The new (and exciting) "mesh_camera" in PovRay can be used to achieve the same thing. This camera allows one to specify the camera ray position given the triangle in a mesh{}, the direction of the ray is determine by the normal (so all triangles must be ordered consistently) although the ray can be flipped with the sign of the z coordinate in the direction directive.

object { 
   #include "teresa.inc"
}
camera {
   mesh_camera {
      1
      0
      #include "themesh.inc"
   }
   location <0,0,0>
   direction <0,0,-1>
}

Mother Teresa in the St Mary's Cathedral Perth

It should be noted that on the surface one might imagine these could be created with a standard cylindrical panorama rendering from the centre of the object. But in that case one would be mapping the interior, not the exterior. One difference are structures that might be visible from the outside but are occluded by other structures on the interior, for example, concave parts of the model.

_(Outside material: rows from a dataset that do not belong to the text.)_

use crate::schema::CellValue;
use chrono::Month;
use std::fmt;

/// Coerces a cell into a finite number.
///
/// Numbers pass through, numeric strings are parsed after trimming. Empty
/// cells, blank strings, text that is not a number, NaN and infinities all
/// yield `None`.
pub fn parse_numeric(cell: &CellValue) -> Option<f64> {
    let value = match cell {
        CellValue::Number(n) => *n,
        CellValue::Text(s) => {
            let trimmed = s.trim();
            if trimmed.is_empty() {
                return None;
            }
            trimmed.parse::<f64>().ok()?
        }
        CellValue::Empty => return None,
    };

    value.is_finite().then_some(value)
}

/// Normalizes a year header cell to its canonical integer form.
///
/// Accepts `2024`, `2024.0`, `"2024"` and `" 2024 "`. Fractional years and
/// anything non-numeric are rejected.
pub fn canonical_year(cell: &CellValue) -> Option<i32> {
    let value = parse_numeric(cell)?;
    if value.fract() != 0.0 || value < i32::MIN as f64 || value > i32::MAX as f64 {
        return None;
    }
    Some(value as i32)
}

/// Renders a cell as a label, e.g. for product group or entity columns.
///
/// Text is returned as written; integral numbers drop their fraction so a
/// product code of `100.0` reads as "100". Empty text and empty cells have no
/// label.
pub fn cell_label(cell: &CellValue) -> Option<String> {
    match cell {
        CellValue::Text(s) if !s.is_empty() => Some(s.clone()),
        CellValue::Number(n) if n.is_finite() && n.fract() == 0.0 => Some(format!("{:.0}", n)),
        CellValue::Number(n) if n.is_finite() => Some(n.to_string()),
        _ => None,
    }
}

/// The kind of period a month header denotes.
#[derive(Debug, Clone, PartialEq, Eq)]
pub enum PeriodLabel {
    Month(Month),
    Quarter(u8),
    HalfYear(u8),
    FullYear,
    Other(String),
}

impl PeriodLabel {
    pub fn is_month(&self) -> bool {
        matches!(self, Self::Month(_))
    }

    /// Calendar months covered by this label, 1-based. Unknown labels cover none.
    pub fn months(&self) -> Vec<u32> {
        match self {
            Self::Month(m) => vec![m.number_from_month()],
            Self::Quarter(q) => {
                let start = (*q as u32 - 1) * 3 + 1;
                (start..start + 3).collect()
            }
            Self::HalfYear(h) => {
                let start = (*h as u32 - 1) * 6 + 1;
                (start..start + 6).collect()
            }
            Self::FullYear => (1..=12).collect(),
            Self::Other(_) => Vec::new(),
        }
    }
}

impl fmt::Display for PeriodLabel {
    fn fmt(&self, f: &mut fmt::Formatter<'_>) -> fmt::Result {
        match self {
            Self::Month(m) => write!(f, "{}", m.name()),
            Self::Quarter(q) => write!(f, "Q{}", q),
            Self::HalfYear(h) => write!(f, "HY{}", h),
            Self::FullYear => write!(f, "FY"),
            Self::Other(s) => write!(f, "{}", s),
        }
    }
}

/// Classifies a month header such as "January", "Jan", "Q3", "HY1" or "Year".
pub fn classify_period_label(label: &str) -> PeriodLabel {
    let trimmed = label.trim();
    let upper = trimmed.to_ascii_uppercase();

    if let Some(n) = upper.strip_prefix("HY").or_else(|| upper.strip_prefix('H')) {
        if let Ok(h @ 1..=2) = n.parse::<u8>() {
            return PeriodLabel::HalfYear(h);
        }
    }

    if let Some(n) = upper.strip_prefix('Q') {
        if let Ok(q @ 1..=4) = n.parse::<u8>() {
            return PeriodLabel::Quarter(q);
        }
    }

    if matches!(upper.as_str(), "YEAR" | "FY" | "FULL YEAR" | "YTD") {
        return PeriodLabel::FullYear;
    }

    match trimmed.parse::<Month>() {
        Ok(month) => PeriodLabel::Month(month),
        Err(_) => PeriodLabel::Other(trimmed.to_string()),
    }
}

#[cfg(test)]
mod tests {
    use super::*;

    #[test]
    fn test_parse_numeric() {
        assert_eq!(parse_numeric(&CellValue::Number(5.0)), Some(5.0));
        assert_eq!(parse_numeric(&CellValue::text(" 12.5 ")), Some(12.5));
        assert_eq!(parse_numeric(&CellValue::text("-3")), Some(-3.0));
        assert_eq!(parse_numeric(&CellValue::text("abc")), None);
        assert_eq!(parse_numeric(&CellValue::text("")), None);
        assert_eq!(parse_numeric(&CellValue::Empty), None);
        assert_eq!(parse_numeric(&CellValue::Number(f64::NAN)), None);
        assert_eq!(parse_numeric(&CellValue::text("inf")), None);
    }

    #[test]
    fn test_canonical_year_accepts_numbers_and_strings() {
        assert_eq!(canonical_year(&CellValue::Number(2024.0)), Some(2024));
        assert_eq!(canonical_year(&CellValue::text("2024")), Some(2024));
        assert_eq!(canonical_year(&CellValue::text(" 2023 ")), Some(2023));
        assert_eq!(canonical_year(&CellValue::Number(2024.5)), None);
        assert_eq!(canonical_year(&CellValue::text("FY24")), None);
        assert_eq!(canonical_year(&CellValue::Empty), None);
    }

    #[test]
    fn test_cell_label() {
        assert_eq!(cell_label(&CellValue::text("PG-1")), Some("PG-1".to_string()));
        assert_eq!(cell_label(&CellValue::Number(100.0)), Some("100".to_string()));
        assert_eq!(cell_label(&CellValue::text("")), None);
        assert_eq!(cell_label(&CellValue::Empty), None);
    }

    #[test]
    fn test_cell_label_keeps_large_codes_distinct() {
        assert_eq!(
            cell_label(&CellValue::Number(1e20)),
            Some("100000000000000000000".to_string())
        );
        assert_ne!(
            cell_label(&CellValue::Number(1e20)),
            cell_label(&CellValue::Number(2e20))
        );
        assert_eq!(cell_label(&CellValue::Number(-42.0)), Some("-42".to_string()));
    }

    #[test]
    fn test_cell_label_keeps_whitespace_text() {
        assert_eq!(cell_label(&CellValue::text("   ")), Some("   ".to_string()));
    }

    #[test]
    fn test_classify_period_label() {
        assert_eq!(classify_period_label("January"), PeriodLabel::Month(Month::January));
        assert_eq!(classify_period_label("jan"), PeriodLabel::Month(Month::January));
        assert_eq!(classify_period_label("Q1"), PeriodLabel::Quarter(1));
        assert_eq!(classify_period_label("HY2"), PeriodLabel::HalfYear(2));
        assert_eq!(classify_period_label("Year"), PeriodLabel::FullYear);
        assert_eq!(
            classify_period_label("Q5"),
            PeriodLabel::Other("Q5".to_string())
        );
    }

    #[test]
    fn test_period_label_months() {
        assert_eq!(PeriodLabel::Quarter(2).months(), vec![4, 5, 6]);
        assert_eq!(PeriodLabel::HalfYear(2).months().len(), 6);
        assert_eq!(PeriodLabel::Month(Month::March).months(), vec![3]);
        assert!(PeriodLabel::Other("Total".to_string()).months().is_empty());
    }
}
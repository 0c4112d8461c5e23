use crate::schema::{CellValue, PeriodKey};
use crate::utils::canonical_year;
use crate::workbook::{row_cell, Sheet, FIRST_DATA_COLUMN, MONTH_ROW, TYPE_ROW, YEAR_ROW};
use log::debug;
use std::collections::HashSet;

/// Period key of one data column, if all three header cells are present and
/// the year is numeric.
fn column_key(years: &[CellValue], months: &[CellValue], types: &[CellValue], col: usize) -> Option<PeriodKey> {
    let year = row_cell(years, col).and_then(canonical_year)?;
    let month = row_cell(months, col)?.as_text()?;
    let period_type = row_cell(types, col)?.as_text()?;
    Some(PeriodKey::new(year, month, period_type))
}

fn header_width(sheet: &Sheet) -> usize {
    [YEAR_ROW, MONTH_ROW, TYPE_ROW]
        .iter()
        .map(|&idx| sheet.header_row(idx).len())
        .max()
        .unwrap_or(0)
}

/// Finds the first data column whose header rows match `key`.
///
/// Years are compared after normalizing both sides to integers, so a header
/// year of `"2024"` matches `2024`. Month and type must match exactly.
pub fn locate_period_column(sheet: &Sheet, key: &PeriodKey) -> Option<usize> {
    let years = sheet.header_row(YEAR_ROW);
    let months = sheet.header_row(MONTH_ROW);
    let types = sheet.header_row(TYPE_ROW);

    let found = (FIRST_DATA_COLUMN..header_width(sheet)).find(|&col| {
        column_key(years, months, types, col).is_some_and(|candidate| candidate == *key)
    });

    debug!("Period {} located at column {:?}", key, found);
    found
}

pub fn locate_period_columns(sheet: &Sheet, keys: &[PeriodKey]) -> Vec<(PeriodKey, Option<usize>)> {
    keys.iter()
        .map(|key| (key.clone(), locate_period_column(sheet, key)))
        .collect()
}

/// Every distinct period a sheet carries, with the first column it appears in,
/// in column order.
pub fn available_periods(sheet: &Sheet) -> Vec<(usize, PeriodKey)> {
    let years = sheet.header_row(YEAR_ROW);
    let months = sheet.header_row(MONTH_ROW);
    let types = sheet.header_row(TYPE_ROW);

    let mut seen = HashSet::new();
    (FIRST_DATA_COLUMN..header_width(sheet))
        .filter_map(|col| column_key(years, months, types, col).map(|key| (col, key)))
        .filter(|(_, key)| seen.insert(key.clone()))
        .collect()
}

Spherical (Equirectangular) panorama

Of course one is not limited to a cylindrical panorama, a full equirectangular panorama can equally be generated. Each pixel corresponds to a ray origin on a sphere, the ray direction is towards the center of the model.

These models were created from 3D reconstruction and the base has not been closed. The hollow nature is the cause of the apparent defects in the lower part of the image.

Cylindrical texture generation
April 2023

The technique can also be used to create cylindrical texture maps that automatically tile across the left and right edge. The three examples below show a horizontal band of the tree trunk unwrapped and laid flat.